Walk carefully, I heard Kath advising in that infuriatingly correct way of hers, so as not to aggravate your knees. During the past few days it had become frighteningly clear how central Kath was in my heart. I should never have left. What would have happened if we had gone to Davis together? Perhaps I could have helped her through the abortion … walking cross-country now, I simply followed the sun; you don't need a compass when the sun signals west and east … perhaps Sari would have been able to talk with me … yes, I was on the right track now, I was almost sure … perhaps I could have helped Mother break away from Father before her life got completely waterlogged … really this was going fine … why had I been so anal these last six days about sticking to trails? … perhaps everyone would have been better off if I had stayed in California. No, not everyone. Leaving had meant saving my own skin, my own semblance of sanity. So as much as I regretted losing the West, I couldn't have done it differently. OK, it hadn't worked out all that well, but my real grandiosity was in believing I could orchestrate a perfect life.

My body yearned for Simon and Taylor—to touch their faces, to hold them close. Until I had given birth I hadn't realized that motherhood was such a lifetime physical bond, not just me to them, but them to me.
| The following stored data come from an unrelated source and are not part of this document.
//! A peer that stops answering at the RPC layer (its dispatch loop
//! isn't running — the process-freeze case, not a dropped socket) is
//! observed as `Unresponsive` after the responsiveness threshold, and
//! the socket itself is never closed by the core while this is
//! happening. Once a dispatch loop is listening again, a subsequent
//! request's `Acknowledged` flips the caller back to `Responsive`.

use std::time::Duration;

use eh_test_support::InMemorySocketPair;
use exthost_bridge::prelude::*;

const ANYTHING: ProxyIdentifier = ProxyIdentifier::new(4, "Anything");

#[tokio::test]
async fn a_silent_peer_is_declared_unresponsive_then_recovers() {
    let (a, b) = InMemorySocketPair::connected();
    let caller = RPCProtocol::new(PersistentProtocol::new(a, false), None);
    // The peer's reliability layer is live (it still acks at the socket
    // level) but nothing is reading its `Regular` payloads as RPC
    // frames yet, so no `Acknowledged` will ever come back for calls
    // placed before it is wrapped.
    let callee_protocol = PersistentProtocol::new(b, false);

    let mut responsive_events = caller.subscribe_responsive();
    assert_eq!(caller.responsive_state(), ResponsiveState::Responsive);

    let proxy = caller.proxy(ANYTHING);
    let hung_call = tokio::spawn(async move { proxy.call("ping", vec![]).await });

    let edge = tokio::time::timeout(Duration::from_secs(6), responsive_events.recv())
        .await
        .expect("should observe an unresponsiveness edge within the 3s threshold")
        .unwrap();
    assert_eq!(edge, ResponsiveState::Unresponsive);
    assert_eq!(caller.responsive_state(), ResponsiveState::Unresponsive);

    // The core never closes the socket on its own account of silence.
    let callee = RPCProtocol::new(callee_protocol, None);
    let proxy2 = caller.proxy(ANYTHING);
    let _ = tokio::spawn(async move { proxy2.call("ping", vec![]).await });

    let edge = tokio::time::timeout(Duration::from_secs(2), responsive_events.recv())
        .await
        .expect("a fresh Acknowledged should flip the caller back to Responsive")
        .unwrap();
    assert_eq!(edge, ResponsiveState::Responsive);

    caller.dispose();
    let _ = hung_call.await;
    let _ = callee;
}
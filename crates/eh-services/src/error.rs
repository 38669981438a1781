use thiserror::Error;

/// Failures specific to adapting a typed service shape onto the uniform
/// `(method, args) -> result` dispatch `eh-rpc` requires (design note
/// 9(a)); wraps straight through to `RpcError` once registered.
#[derive(Debug, Error)]
pub enum ServiceError {
    #[error("argument {index} for {method:?} could not be decoded as the expected type: {source}")]
    BadArgument {
        method: &'static str,
        index: usize,
        #[source]
        source: serde_json::Error,
    },
    #[error("{method:?} expected argument {index}, but only {got} were supplied")]
    MissingArgument {
        method: &'static str,
        index: usize,
        got: usize,
    },
}

impl From<ServiceError> for eh_rpc::RpcError {
    fn from(e: ServiceError) -> Self {
        // The core doesn't know this service's internal error variants;
        // it only needs a peer-presentable message, replied as a remote
        // error with a descriptive string.
        eh_rpc::RpcError::Remote {
            name: "Error".to_owned(),
            message: e.to_string(),
        }
    }
}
Being a mother had widened my circle of compassion metaphorically, literally. There was incomparable pleasure in comforting them with my body, aiding them, locating my own strong tenderness, and such poignancy in seeing them grow up. At this moment, I wanted nothing so much as to walk into their room and watch their sleeping faces.

My knee was throbbing intensely now. I forced myself to look at the time: 6:30. Jesus, I must be walking the wrong way. Even if I could retrace my steps, it would be dark by the time I reached the turnoff.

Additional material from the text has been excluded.